Chaque année, le Forum économique international de Saint-Pétersbourg est une plateforme où Poutine explique au monde que les sanctions n'ont pas fonctionné. Le FEIP de cette année ne fait pas exception : le président russe parlait d'« expansion des capacités », de nouveaux partenariats et de résilience économique. Les chiffres racontent une autre histoire.
Les revenus ont chuté, le déficit a augmenté — et ce n'est pas de la propagande anti-russe
Le plénipotentiaire du président ukrainien pour la politique des sanctions Vladislav Vlasiouk a cité des indicateurs concrets dans un commentaire à l'agence « Interfax-Ukraine » : les revenus du budget fédéral de la Russie ont diminué de 40 % par rapport à l'année précédente — et cela sur fond de prix pétroliers relativement élevés. Le « trou » budgétaire a déjà dépassé 80 milliards de dollars.
« Contrairement à la rhétorique optimiste de la direction russe, la Russie devient inévitablement un État en faillite ».
Vladislav Vlasiouk, plénipotentiaire du président ukrainien pour la politique des sanctions
Un détail particulier que Poutine n'a pas mentionné dans son discours : tandis qu'il critique l'Occident pour ses déficits budgétaires, 71 sur 85 régions russes ont terminé l'année précédente avec un solde négatif. Leur déficit cumulé a déjà dépassé 34 milliards de dollars. Le ministre des Finances russe Silouanov a reconnu au Conseil de la Fédération que la dette des régions en tant que part des revenus a augmenté à 19 % — les régions financent les déficits par des crédits bancaires aux taux actuellement records.
Stagflation : quand l'arrêt et l'accélération des prix se produisent simultanément
Le commerce extérieur se dégrade également : au cours des années de conflit à grande échelle, le solde a diminué de près de trois fois — de 337 à 125 milliards de dollars. Les dépenses militaires durant la même période ont bondi de 6,5 à 19,8 trillions de roubles par an.

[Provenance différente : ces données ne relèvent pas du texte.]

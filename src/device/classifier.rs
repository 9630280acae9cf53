//! Rotational classification: path -> backing device -> verdict.
//!
//! Policy: a device is rotational only when its base name (partition suffix
//! stripped) fully matches one of the configured allow-list patterns. The
//! default list covers legacy ATA-style names (`sdX`, `hdX`). NVMe, loop,
//! mapper, and unresolvable devices all classify as non-rotational, which
//! fails safe toward the plain-unlink path: shredding is the exceptional
//! behavior, never the default.

use std::path::Path;
use std::sync::Arc;

use regex::Regex;

use crate::core::errors::{Result, SweepError};
use crate::device::mounts::{MountTable, find_mount};

/// Answers "does this path live on a rotational device?".
///
/// Implementations never error: any failure in device resolution degrades to
/// a non-rotational verdict.
pub trait DeviceClassifier: Send + Sync {
    /// Classify the device backing the mount that contains `path`.
    fn is_rotational(&self, path: &Path) -> bool;
}

/// Compiled allow-list of rotational base device names.
#[derive(Debug, Clone)]
pub struct RotationalPolicy {
    patterns: Vec<Regex>,
}

impl RotationalPolicy {
    /// Compile the configured pattern list.
    pub fn from_patterns(patterns: &[String]) -> Result<Self> {
        let compiled = patterns
            .iter()
            .map(|p| {
                Regex::new(p).map_err(|e| SweepError::InvalidConfig {
                    details: format!("bad rotational pattern {p:?}: {e}"),
                })
            })
            .collect::<Result<Vec<_>>>()?;
        Ok(Self { patterns: compiled })
    }

    /// Exact-match verdict for an already-stripped base device name.
    #[must_use]
    pub fn is_rotational_base(&self, base: &str) -> bool {
        !base.is_empty() && self.patterns.iter().any(|re| re.is_match(base))
    }
}

/// Strip the `/dev/` prefix and any partition suffix from a device
/// identifier, yielding the name of the physical device.
///
/// Handles both naming families:
/// - `sda1` -> `sda` (trailing digits are the partition number)
/// - `nvme0n1p3` -> `nvme0n1` (partition is the `p<digits>` tail; the
///   namespace digits stay, so whole-disk `nvme0n1` passes through intact)
#[must_use]
pub fn base_device_name(device: &str) -> String {
    let name = device.strip_prefix("/dev/").unwrap_or(device);

    // nvme0n1p3 / mmcblk0p2 style: digits, then 'p', then partition digits.
    if let Some(idx) = name.rfind('p')
        && idx > 0
        && name[idx + 1..].chars().all(|c| c.is_ascii_digit())
        && !name[idx + 1..].is_empty()
        && name[..idx].ends_with(|c: char| c.is_ascii_digit())
    {
        return name[..idx].to_string();
    }

    // Whole-disk names in the p-partition families embed digits that are
    // part of the name (nvme namespace, mmc slot), not a partition number.
    if name.starts_with("nvme") || name.starts_with("mmcblk") {
        return name.to_string();
    }

    // sda1 style: strip the trailing run of digits.
    name.trim_end_matches(|c: char| c.is_ascii_digit()).to_string()
}

/// Classifier that resolves paths through a [`MountTable`].
pub struct MountDeviceClassifier {
    table: Arc<dyn MountTable>,
    policy: RotationalPolicy,
}

impl MountDeviceClassifier {
    #[must_use]
    pub fn new(table: Arc<dyn MountTable>, policy: RotationalPolicy) -> Self {
        Self { table, policy }
    }

    /// Resolve the raw device identifier backing `path`, for diagnostics.
    pub fn device_for(&self, path: &Path) -> Option<String> {
        let mounts = self.table.mounts().ok()?;
        find_mount(path, &mounts).map(|m| m.device.clone())
    }
}

impl DeviceClassifier for MountDeviceClassifier {
    fn is_rotational(&self, path: &Path) -> bool {
        // Mount query failures are absorbed here, never surfaced: the
        // non-rotational default selects the less destructive operation.
        let Ok(mounts) = self.table.mounts() else {
            return false;
        };
        let Some(mount) = find_mount(path, &mounts) else {
            return false;
        };
        if mount.device.is_empty() {
            return false;
        }
        self.policy.is_rotational_base(&base_device_name(&mount.device))
    }
}

/// Test double returning a fixed verdict for every path.
#[derive(Debug, Clone, Copy)]
pub struct FixedClassifier {
    rotational: bool,
}

impl FixedClassifier {
    #[must_use]
    pub const fn new(rotational: bool) -> Self {
        Self { rotational }
    }
}

impl DeviceClassifier for FixedClassifier {
    fn is_rotational(&self, _path: &Path) -> bool {
        self.rotational
    }
}

#[cfg(test)]
mod tests {
    use super::*;
    use crate::core::config::DeviceConfig;
    use crate::device::mounts::{MountPoint, StaticMountTable};
    use proptest::prelude::*;
    use std::path::PathBuf;

    fn default_policy() -> RotationalPolicy {
        RotationalPolicy::from_patterns(&DeviceConfig::default().rotational_patterns)
            .expect("default patterns compile")
    }

    fn classifier_with_device(device: &str) -> MountDeviceClassifier {
        let table = StaticMountTable::new(vec![MountPoint {
            path: PathBuf::from("/"),
            device: device.to_string(),
            fs_type: "ext4".to_string(),
        }]);
        MountDeviceClassifier::new(Arc::new(table), default_policy())
    }

    #[test]
    fn strips_ata_partition_suffix() {
        assert_eq!(base_device_name("sda1"), "sda");
        assert_eq!(base_device_name("/dev/sda1"), "sda");
        assert_eq!(base_device_name("sdb12"), "sdb");
        assert_eq!(base_device_name("hda2"), "hda");
    }

    #[test]
    fn strips_nvme_partition_suffix() {
        assert_eq!(base_device_name("nvme0n1p3"), "nvme0n1");
        assert_eq!(base_device_name("/dev/nvme1n2p10"), "nvme1n2");
        assert_eq!(base_device_name("mmcblk0p2"), "mmcblk0");
    }

    #[test]
    fn unpartitioned_names_pass_through() {
        assert_eq!(base_device_name("sda"), "sda");
        assert_eq!(base_device_name("tmpfs"), "tmpfs");
        // Whole-disk p-family devices keep their namespace/slot digits.
        assert_eq!(base_device_name("nvme0n1"), "nvme0n1");
        assert_eq!(base_device_name("/dev/mmcblk0"), "mmcblk0");
    }

    #[test]
    fn sda_partition_is_rotational() {
        let c = classifier_with_device("/dev/sda1");
        assert!(c.is_rotational(Path::new("/var/log/syslog")));
    }

    #[test]
    fn nvme_partition_is_not_rotational() {
        let c = classifier_with_device("/dev/nvme0n1p3");
        assert!(!c.is_rotational(Path::new("/home/user/.cache")));
    }

    #[test]
    fn virtual_devices_are_not_rotational() {
        for dev in ["tmpfs", "overlay", "/dev/loop7", "/dev/mapper/root"] {
            let c = classifier_with_device(dev);
            assert!(!c.is_rotational(Path::new("/x")), "device {dev}");
        }
    }

    #[test]
    fn empty_device_defaults_non_rotational() {
        let c = classifier_with_device("");
        assert!(!c.is_rotational(Path::new("/anything")));
    }

    #[test]
    fn unresolvable_path_defaults_non_rotational() {
        let table = StaticMountTable::new(vec![MountPoint {
            path: PathBuf::from("/data"),
            device: "/dev/sda1".to_string(),
            fs_type: "ext4".to_string(),
        }]);
        let c = MountDeviceClassifier::new(Arc::new(table), default_policy());
        assert!(!c.is_rotational(Path::new("/tmp/elsewhere")));
    }

    #[test]
    fn policy_rejects_empty_base() {
        assert!(!default_policy().is_rotational_base(""));
    }

    #[test]
    fn device_for_reports_raw_identifier() {
        let c = classifier_with_device("/dev/sda1");
        assert_eq!(c.device_for(Path::new("/etc")).as_deref(), Some("/dev/sda1"));
    }

    proptest! {
        #[test]
        fn ata_names_always_strip_to_letters(disk in "sd[a-z]{1,2}", part in 1u32..64) {
            let name = format!("{disk}{part}");
            prop_assert_eq!(base_device_name(&name), disk);
        }

        #[test]
        fn nvme_names_keep_namespace(ctrl in 0u32..4, ns in 1u32..4, part in 1u32..16) {
            let name = format!("nvme{ctrl}n{ns}p{part}");
            prop_assert_eq!(base_device_name(&name), format!("nvme{ctrl}n{ns}"));
        }

        #[test]
        fn stripping_is_idempotent(name in "[a-z]{2,6}[0-9]{0,3}") {
            let once = base_device_name(&name);
            prop_assert_eq!(base_device_name(&once), once.clone());
        }

        #[test]
        fn rotational_verdict_requires_allow_list_match(base in "[a-z]{2,8}") {
            let policy = default_policy();
            let expected = (base.starts_with("sd") || base.starts_with("hd"))
                && base.len() > 2
                && base[2..].chars().all(|c| c.is_ascii_lowercase());
            prop_assert_eq!(policy.is_rotational_base(&base), expected);
        }
    }
}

Les économistes constatent un piège classique. Selon l'Atlantic Council, la Banque centrale de Russie a maintenu le taux directeur à un pic de 21 % pour combattre l'inflation — et n'a obtenu qu'un effet partiel : le PIB au premier trimestre 2025 n'a augmenté que de 1,4 %, tandis que l'inflation restait à environ 10 %. L'économiste Janis Kluge (Stiftung Wissenschaft und Politik) explique le mécanisme : un taux élevé rend les crédits impossibles pour les entreprises civiles, ce qui entraîne une fermeture massive d'entreprises et la « libération » de travailleurs pour l'armée. Ce n'est pas une politique de crise — c'est le transfert intentionnel du fardeau de la guerre vers le secteur privé.
Le Fonds de bien-être national — le principal « coussin de sécurité » du Kremlin — a diminué d'environ 68 % depuis le début de l'invasion à grande échelle. Pour couvrir le déficit, la Russie recourt de plus en plus à l'émission monétaire : le volume des enchères de pension de la Banque centrale russe en 2026 a augmenté 12 fois par rapport au premier trimestre de l'année précédente.
Ce que cela signifie pour les gens en Russie
La plupart de ces chiffres ne sont pas abstraits. Les revenus réels de la population ont commencé à baisser, la demande des consommateurs stagne depuis la mi-2024. Même « Magnit » — le plus grand réseau de détail de Russie — a terminé 2025 avec des pertes. Les petites et moyennes entreprises ferment en masse : un crédit à 20 %+ par an, personne ne le contracte, sauf ceux qui n'ont plus rien à perdre.
- −40 % des revenus du budget fédéral d'une année à l'autre
- 80+ milliards de dollars — déficit du budget fédéral
- 71 sur 85 régions — avec des budgets déficitaires, solde cumulé négatif de 34 milliards de dollars
- −68 % du Fonds de bien-être national depuis février 2022
- ×3 — de combien le solde positif du commerce extérieur a diminué
Vlasiouk souligne : les sanctions sapent déjà la base économique de la machine de guerre russe, mais les revenus pétroliers pourraient temporairement atténuer la crise. C'est ici que se pose la question cruciale : si le prix de l'Urals reste au-dessus de 60 dollars le baril jusqu'à la fin de 2025, le Kremlin aura des ressources pour encore un ou deux cycles budgétaires — et le forum de Saint-Pétersbourg aura lieu à nouveau avec la même rhétorique.